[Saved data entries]

---*---

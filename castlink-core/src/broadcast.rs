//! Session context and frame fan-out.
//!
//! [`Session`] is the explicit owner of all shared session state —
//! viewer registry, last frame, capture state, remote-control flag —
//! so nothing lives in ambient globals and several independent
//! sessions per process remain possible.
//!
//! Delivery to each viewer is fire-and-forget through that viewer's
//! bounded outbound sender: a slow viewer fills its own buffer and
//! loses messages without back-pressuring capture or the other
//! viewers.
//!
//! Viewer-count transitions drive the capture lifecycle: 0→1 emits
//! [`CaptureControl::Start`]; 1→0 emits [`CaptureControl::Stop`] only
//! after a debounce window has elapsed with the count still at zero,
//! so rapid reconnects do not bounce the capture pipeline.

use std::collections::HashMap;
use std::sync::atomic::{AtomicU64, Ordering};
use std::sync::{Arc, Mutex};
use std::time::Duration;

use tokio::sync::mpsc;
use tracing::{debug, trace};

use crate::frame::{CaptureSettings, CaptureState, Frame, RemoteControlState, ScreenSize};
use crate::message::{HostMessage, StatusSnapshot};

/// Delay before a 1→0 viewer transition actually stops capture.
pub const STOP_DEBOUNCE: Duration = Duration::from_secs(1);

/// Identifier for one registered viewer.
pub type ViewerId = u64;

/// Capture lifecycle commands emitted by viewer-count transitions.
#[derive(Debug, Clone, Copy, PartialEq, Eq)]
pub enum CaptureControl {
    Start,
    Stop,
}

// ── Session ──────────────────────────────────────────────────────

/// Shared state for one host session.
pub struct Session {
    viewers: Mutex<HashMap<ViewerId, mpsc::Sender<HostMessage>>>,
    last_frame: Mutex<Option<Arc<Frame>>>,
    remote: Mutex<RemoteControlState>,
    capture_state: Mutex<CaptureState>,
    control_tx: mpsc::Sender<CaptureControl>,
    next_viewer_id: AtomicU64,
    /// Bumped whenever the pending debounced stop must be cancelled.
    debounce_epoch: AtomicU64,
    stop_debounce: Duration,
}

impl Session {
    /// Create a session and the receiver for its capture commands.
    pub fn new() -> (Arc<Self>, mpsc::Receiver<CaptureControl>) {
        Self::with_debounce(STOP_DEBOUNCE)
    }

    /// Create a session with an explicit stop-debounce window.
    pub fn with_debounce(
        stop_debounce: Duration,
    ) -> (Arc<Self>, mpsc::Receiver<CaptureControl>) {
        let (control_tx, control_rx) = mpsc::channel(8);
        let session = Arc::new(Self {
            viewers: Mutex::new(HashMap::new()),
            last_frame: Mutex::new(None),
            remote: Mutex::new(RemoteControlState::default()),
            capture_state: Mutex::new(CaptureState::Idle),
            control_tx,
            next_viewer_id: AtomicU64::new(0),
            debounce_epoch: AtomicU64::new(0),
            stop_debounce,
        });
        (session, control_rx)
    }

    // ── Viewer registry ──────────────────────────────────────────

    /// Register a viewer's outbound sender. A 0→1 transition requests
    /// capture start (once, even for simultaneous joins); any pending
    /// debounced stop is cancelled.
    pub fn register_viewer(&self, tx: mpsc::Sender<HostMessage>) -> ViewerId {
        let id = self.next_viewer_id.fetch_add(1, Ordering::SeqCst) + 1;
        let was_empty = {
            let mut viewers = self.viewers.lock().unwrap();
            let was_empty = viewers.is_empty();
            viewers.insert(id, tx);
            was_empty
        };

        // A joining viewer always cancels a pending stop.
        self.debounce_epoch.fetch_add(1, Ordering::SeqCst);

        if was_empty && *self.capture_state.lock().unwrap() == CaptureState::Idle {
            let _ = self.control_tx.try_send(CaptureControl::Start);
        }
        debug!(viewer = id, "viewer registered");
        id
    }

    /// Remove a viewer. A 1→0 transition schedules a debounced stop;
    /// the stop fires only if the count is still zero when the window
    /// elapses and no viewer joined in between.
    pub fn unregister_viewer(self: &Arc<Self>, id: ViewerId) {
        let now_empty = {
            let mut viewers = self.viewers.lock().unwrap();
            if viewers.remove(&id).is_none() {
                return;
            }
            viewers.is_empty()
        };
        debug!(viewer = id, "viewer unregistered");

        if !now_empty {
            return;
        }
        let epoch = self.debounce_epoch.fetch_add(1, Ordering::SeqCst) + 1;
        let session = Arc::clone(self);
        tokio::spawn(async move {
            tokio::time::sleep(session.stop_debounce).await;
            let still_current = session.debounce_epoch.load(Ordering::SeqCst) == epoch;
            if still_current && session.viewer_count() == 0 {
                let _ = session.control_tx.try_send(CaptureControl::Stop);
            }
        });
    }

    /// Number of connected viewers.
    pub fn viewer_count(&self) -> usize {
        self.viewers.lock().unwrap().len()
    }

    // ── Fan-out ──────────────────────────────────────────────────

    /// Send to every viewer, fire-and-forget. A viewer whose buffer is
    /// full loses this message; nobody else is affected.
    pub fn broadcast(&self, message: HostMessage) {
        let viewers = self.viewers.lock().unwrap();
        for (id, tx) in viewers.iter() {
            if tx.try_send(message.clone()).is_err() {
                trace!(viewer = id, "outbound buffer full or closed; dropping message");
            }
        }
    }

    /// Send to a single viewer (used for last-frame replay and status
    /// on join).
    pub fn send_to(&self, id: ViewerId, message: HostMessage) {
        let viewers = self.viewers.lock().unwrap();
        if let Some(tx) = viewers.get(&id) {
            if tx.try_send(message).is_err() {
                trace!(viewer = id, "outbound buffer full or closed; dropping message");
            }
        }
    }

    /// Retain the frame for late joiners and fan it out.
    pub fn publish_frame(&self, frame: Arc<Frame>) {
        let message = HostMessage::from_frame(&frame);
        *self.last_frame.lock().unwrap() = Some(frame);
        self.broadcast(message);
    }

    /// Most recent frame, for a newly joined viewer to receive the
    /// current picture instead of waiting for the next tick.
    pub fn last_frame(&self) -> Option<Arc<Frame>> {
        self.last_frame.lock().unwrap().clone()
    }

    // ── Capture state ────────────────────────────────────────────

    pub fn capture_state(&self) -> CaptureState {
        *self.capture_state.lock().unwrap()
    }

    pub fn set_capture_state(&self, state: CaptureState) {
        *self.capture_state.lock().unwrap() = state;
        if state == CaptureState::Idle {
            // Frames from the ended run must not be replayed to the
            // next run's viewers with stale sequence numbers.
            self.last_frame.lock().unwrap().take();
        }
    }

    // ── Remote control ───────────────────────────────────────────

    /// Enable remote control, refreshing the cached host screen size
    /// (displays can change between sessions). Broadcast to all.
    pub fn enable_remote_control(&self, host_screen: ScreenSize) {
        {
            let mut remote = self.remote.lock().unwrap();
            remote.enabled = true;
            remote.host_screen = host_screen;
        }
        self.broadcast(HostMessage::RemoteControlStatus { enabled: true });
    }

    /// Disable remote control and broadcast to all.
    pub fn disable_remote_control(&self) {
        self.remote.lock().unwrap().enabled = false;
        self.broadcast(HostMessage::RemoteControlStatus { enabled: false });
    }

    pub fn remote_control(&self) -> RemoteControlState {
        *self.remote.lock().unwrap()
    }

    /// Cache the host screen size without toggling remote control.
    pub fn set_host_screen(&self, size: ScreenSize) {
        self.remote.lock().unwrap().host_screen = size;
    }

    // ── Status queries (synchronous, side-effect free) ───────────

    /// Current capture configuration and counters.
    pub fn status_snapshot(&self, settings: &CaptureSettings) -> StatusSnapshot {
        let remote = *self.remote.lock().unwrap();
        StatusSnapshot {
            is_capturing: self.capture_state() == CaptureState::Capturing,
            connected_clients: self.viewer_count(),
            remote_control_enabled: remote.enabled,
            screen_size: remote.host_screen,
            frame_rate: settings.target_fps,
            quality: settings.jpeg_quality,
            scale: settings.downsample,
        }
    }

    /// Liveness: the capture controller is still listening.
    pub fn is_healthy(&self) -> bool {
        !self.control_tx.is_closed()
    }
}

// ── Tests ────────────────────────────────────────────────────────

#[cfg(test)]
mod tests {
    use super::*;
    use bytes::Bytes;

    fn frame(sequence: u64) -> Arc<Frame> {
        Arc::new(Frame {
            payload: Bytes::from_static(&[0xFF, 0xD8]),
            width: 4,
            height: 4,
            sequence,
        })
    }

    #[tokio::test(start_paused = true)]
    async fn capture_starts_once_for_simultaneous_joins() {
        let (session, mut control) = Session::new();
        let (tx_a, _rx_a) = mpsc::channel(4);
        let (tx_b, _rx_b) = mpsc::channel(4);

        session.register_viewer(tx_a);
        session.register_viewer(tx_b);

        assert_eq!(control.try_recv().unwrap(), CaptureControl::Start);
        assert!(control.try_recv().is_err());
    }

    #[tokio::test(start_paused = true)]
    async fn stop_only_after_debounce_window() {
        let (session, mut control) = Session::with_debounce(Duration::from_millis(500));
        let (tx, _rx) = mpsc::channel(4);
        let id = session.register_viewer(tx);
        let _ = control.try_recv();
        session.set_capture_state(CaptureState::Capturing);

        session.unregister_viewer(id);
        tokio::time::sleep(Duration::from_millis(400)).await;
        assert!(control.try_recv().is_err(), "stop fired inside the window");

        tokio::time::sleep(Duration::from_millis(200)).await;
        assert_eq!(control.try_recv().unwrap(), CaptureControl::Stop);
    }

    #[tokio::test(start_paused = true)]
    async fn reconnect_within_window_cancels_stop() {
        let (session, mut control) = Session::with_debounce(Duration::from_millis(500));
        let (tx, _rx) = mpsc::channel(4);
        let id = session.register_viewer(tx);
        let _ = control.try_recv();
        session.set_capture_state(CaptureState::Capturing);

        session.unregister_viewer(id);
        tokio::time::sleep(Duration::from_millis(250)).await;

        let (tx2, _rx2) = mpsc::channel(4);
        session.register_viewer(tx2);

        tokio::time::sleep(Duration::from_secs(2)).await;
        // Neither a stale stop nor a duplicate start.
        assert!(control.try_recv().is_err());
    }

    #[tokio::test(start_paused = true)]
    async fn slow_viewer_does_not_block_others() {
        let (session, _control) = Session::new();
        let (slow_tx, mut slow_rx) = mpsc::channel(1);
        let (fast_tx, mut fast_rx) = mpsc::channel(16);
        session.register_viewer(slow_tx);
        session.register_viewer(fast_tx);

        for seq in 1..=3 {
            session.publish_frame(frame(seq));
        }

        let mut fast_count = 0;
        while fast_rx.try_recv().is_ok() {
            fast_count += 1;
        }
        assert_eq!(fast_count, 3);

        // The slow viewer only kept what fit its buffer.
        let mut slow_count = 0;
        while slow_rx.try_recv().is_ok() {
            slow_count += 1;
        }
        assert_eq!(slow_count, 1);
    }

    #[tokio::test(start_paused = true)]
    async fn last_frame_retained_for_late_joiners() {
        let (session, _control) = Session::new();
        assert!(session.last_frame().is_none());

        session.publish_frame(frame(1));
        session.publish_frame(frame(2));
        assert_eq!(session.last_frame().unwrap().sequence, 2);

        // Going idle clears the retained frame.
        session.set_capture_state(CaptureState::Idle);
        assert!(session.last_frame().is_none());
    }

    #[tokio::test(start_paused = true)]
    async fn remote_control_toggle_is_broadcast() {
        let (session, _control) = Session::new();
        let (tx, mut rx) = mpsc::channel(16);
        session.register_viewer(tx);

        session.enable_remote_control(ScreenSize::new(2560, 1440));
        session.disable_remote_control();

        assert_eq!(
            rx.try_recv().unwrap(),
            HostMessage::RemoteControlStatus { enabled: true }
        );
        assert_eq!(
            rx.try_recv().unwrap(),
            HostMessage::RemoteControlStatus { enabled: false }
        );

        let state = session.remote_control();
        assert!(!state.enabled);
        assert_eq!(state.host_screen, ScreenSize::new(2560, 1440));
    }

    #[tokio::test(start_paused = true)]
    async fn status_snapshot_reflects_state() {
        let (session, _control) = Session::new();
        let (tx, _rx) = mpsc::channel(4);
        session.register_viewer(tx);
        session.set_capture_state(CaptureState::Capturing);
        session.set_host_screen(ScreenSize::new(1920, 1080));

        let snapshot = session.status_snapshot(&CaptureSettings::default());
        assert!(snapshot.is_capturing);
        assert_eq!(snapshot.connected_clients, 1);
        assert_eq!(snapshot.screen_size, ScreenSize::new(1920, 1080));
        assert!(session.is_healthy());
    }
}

---*---

• [Your objective] Copy each line in the entries above where the word "buffer" shows up.

• [Completed task]
//! bounded outbound sender: a slow viewer fills its own buffer and
    /// Send to every viewer, fire-and-forget. A viewer whose buffer is
                trace!(viewer = id, "outbound buffer full or closed; dropping message");
                trace!(viewer = id, "outbound buffer full or closed; dropping message");
        // The slow viewer only kept what fit its buffer.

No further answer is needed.